OK, técnicamente no funciona como cualquier máquina expendedora. Por una cuestión de tamaño, porque sería un dolor de cabeza meter USD 300.000+ por la ranura de billetes y porque nadie quiere que su auto quede machucado luego de someterse a la gravedad de una caída.

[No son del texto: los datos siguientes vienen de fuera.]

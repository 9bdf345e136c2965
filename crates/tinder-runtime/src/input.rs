//! Input state management
//!
//! Raw key/touch/gamepad events are recorded as they arrive and folded into
//! one [`ActionState`] per logical action at the start of each frame, so a
//! frame never sees input change underneath it.

use std::collections::{HashMap, HashSet};
use winit::keyboard::KeyCode;

/// Logical game actions
#[derive(Clone, Copy, Debug, PartialEq, Eq, Hash)]
pub enum Action {
    MoveLeft,
    MoveRight,
    Jump,
    LaneUp,
    LaneDown,
    Start,
    Restart,
}

impl Action {
    pub const ALL: [Action; 7] = [
        Action::MoveLeft,
        Action::MoveRight,
        Action::Jump,
        Action::LaneUp,
        Action::LaneDown,
        Action::Start,
        Action::Restart,
    ];
}

/// Per-frame state of one action
#[derive(Clone, Copy, Debug, Default, PartialEq, Eq)]
pub enum ActionState {
    #[default]
    Released,
    JustPressed,
    Held,
    JustReleased,
}

impl ActionState {
    /// Pressed this frame or earlier and not yet released
    pub fn is_down(self) -> bool {
        matches!(self, ActionState::JustPressed | ActionState::Held)
    }
}

/// Non-keyboard sources that press actions directly
#[derive(Clone, Copy, Debug, PartialEq, Eq, Hash)]
pub enum InputSource {
    Touch,
    Gamepad,
}

/// Tracks raw input and the derived per-action state machine
pub struct InputState {
    /// Keys currently held down
    keys_down: HashSet<KeyCode>,
    /// Actions held by touch buttons or gamepads
    virtual_down: HashSet<(InputSource, Action)>,
    /// Action map: action -> list of key bindings
    action_map: HashMap<Action, Vec<KeyCode>>,
    /// Actions that went from up to down since the last frame
    pressed_edges: HashSet<Action>,
    /// Actions that went from down to up since the last frame
    released_edges: HashSet<Action>,
    /// Frame-stable states computed by `begin_frame`
    states: HashMap<Action, ActionState>,
}

impl Default for InputState {
    fn default() -> Self {
        Self::new()
    }
}

impl InputState {
    pub fn new() -> Self {
        Self {
            keys_down: HashSet::new(),
            virtual_down: HashSet::new(),
            action_map: Self::default_action_map(),
            pressed_edges: HashSet::new(),
            released_edges: HashSet::new(),
            states: HashMap::new(),
        }
    }

    fn default_action_map() -> HashMap<Action, Vec<KeyCode>> {
        let mut map = HashMap::new();
        map.insert(Action::MoveLeft, vec![KeyCode::ArrowLeft, KeyCode::KeyA]);
        map.insert(Action::MoveRight, vec![KeyCode::ArrowRight, KeyCode::KeyD]);
        map.insert(
            Action::Jump,
            vec![KeyCode::Space, KeyCode::ArrowUp, KeyCode::KeyW],
        );
        // Lane keys overlap the jump keys; each game reads only the actions it uses
        map.insert(Action::LaneUp, vec![KeyCode::ArrowUp, KeyCode::KeyW]);
        map.insert(Action::LaneDown, vec![KeyCode::ArrowDown, KeyCode::KeyS]);
        map.insert(Action::Start, vec![KeyCode::Enter, KeyCode::NumpadEnter]);
        map.insert(Action::Restart, vec![KeyCode::KeyR]);
        map
    }

    /// Bind an action to one or more keys, replacing its previous bindings
    pub fn bind_action(&mut self, action: Action, keys: Vec<KeyCode>) {
        self.record(|input| {
            input.action_map.insert(action, keys);
        });
    }

    /// Actions bound to a key, in `Action::ALL` order
    pub fn actions_for_key(&self, key: KeyCode) -> Vec<Action> {
        Action::ALL
            .into_iter()
            .filter(|action| {
                self.action_map
                    .get(action)
                    .is_some_and(|keys| keys.contains(&key))
            })
            .collect()
    }

    /// Whether any action uses this key
    pub fn is_bound(&self, key: KeyCode) -> bool {
        !self.actions_for_key(key).is_empty()
    }

    /// Process a key press event. Auto-repeat presses are ignored.
    pub fn process_key_down(&mut self, key: KeyCode) {
        if self.keys_down.contains(&key) {
            return;
        }
        self.record(|input| {
            input.keys_down.insert(key);
        });
    }

    /// Process a key release event
    pub fn process_key_up(&mut self, key: KeyCode) {
        self.record(|input| {
            input.keys_down.remove(&key);
        });
    }

    /// Press an action from a touch button or gamepad
    pub fn press(&mut self, source: InputSource, action: Action) {
        self.record(|input| {
            input.virtual_down.insert((source, action));
        });
    }

    /// Release an action held by a touch button or gamepad
    pub fn release(&mut self, source: InputSource, action: Action) {
        self.record(|input| {
            input.virtual_down.remove(&(source, action));
        });
    }

    /// Drop every held key and button (focus loss, round reset)
    pub fn release_all(&mut self) {
        self.record(|input| {
            input.keys_down.clear();
            input.virtual_down.clear();
        });
    }

    /// Forget pending edges. Actions still physically down read as `Held`,
    /// everything else as `Released`, so only a fresh press is one-shot.
    pub fn clear_edges(&mut self) {
        self.pressed_edges.clear();
        self.released_edges.clear();
        for action in Action::ALL {
            let state = if self.raw_down(action) {
                ActionState::Held
            } else {
                ActionState::Released
            };
            self.states.insert(action, state);
        }
    }

    /// Fold raw edges into per-action states. Call once at the start of each frame.
    pub fn begin_frame(&mut self) {
        for action in Action::ALL {
            let pressed = self.pressed_edges.contains(&action);
            let released = self.released_edges.contains(&action);
            let down = self.raw_down(action);

            let state = match (pressed, released, down) {
                (true, _, _) => ActionState::JustPressed,
                (false, true, false) => ActionState::JustReleased,
                (false, _, true) => ActionState::Held,
                (false, false, false) => ActionState::Released,
            };
            self.states.insert(action, state);
        }
        self.pressed_edges.clear();
        self.released_edges.clear();
    }

    // --- Query methods ---

    /// State of an action as of the last `begin_frame`
    pub fn state(&self, action: Action) -> ActionState {
        self.states.get(&action).copied().unwrap_or_default()
    }

    /// Is an action held this frame?
    pub fn is_action_pressed(&self, action: Action) -> bool {
        self.state(action).is_down()
    }

    /// Was an action pressed since the previous frame?
    pub fn is_action_just_pressed(&self, action: Action) -> bool {
        self.state(action) == ActionState::JustPressed
    }

    /// Is a key currently held down? (raw, not frame-stable)
    pub fn is_key_down(&self, key: KeyCode) -> bool {
        self.keys_down.contains(&key)
    }

    fn raw_down(&self, action: Action) -> bool {
        let key_match = self
            .action_map
            .get(&action)
            .map(|keys| keys.iter().any(|k| self.keys_down.contains(k)))
            .unwrap_or(false);
        key_match
            || self
                .virtual_down
                .iter()
                .any(|(_, held)| *held == action)
    }

    /// Apply a raw change and record action-level edges it caused
    fn record(&mut self, change: impl FnOnce(&mut Self)) {
        let before: Vec<bool> = Action::ALL.iter().map(|a| self.raw_down(*a)).collect();
        change(self);
        for (action, was_down) in Action::ALL.iter().zip(before) {
            let is_down = self.raw_down(*action);
            if is_down && !was_down {
                self.pressed_edges.insert(*action);
            } else if was_down && !is_down {
                self.released_edges.insert(*action);
            }
        }
    }
}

Su sistema es más refinado.

Una vez que eliges un deportivo del inventario (también hay Ferraris, Mercedes, Bentleys…), un vendedor toca la pantalla de su iPad y el coche comienza a descender desde uno de los 15 pisos del edificio donde esperan a su nuevo dueño. Mientras aguardas por su llegada puedes ver un video del coche en cuestión y te ofrecen vino o whisky.

Finalmente, el vehículo aparece en un escenario que gira y que tiene luces especiales para que puedas apreciar cada detalle de tu nueva compra.

Sí, la vida es injusta.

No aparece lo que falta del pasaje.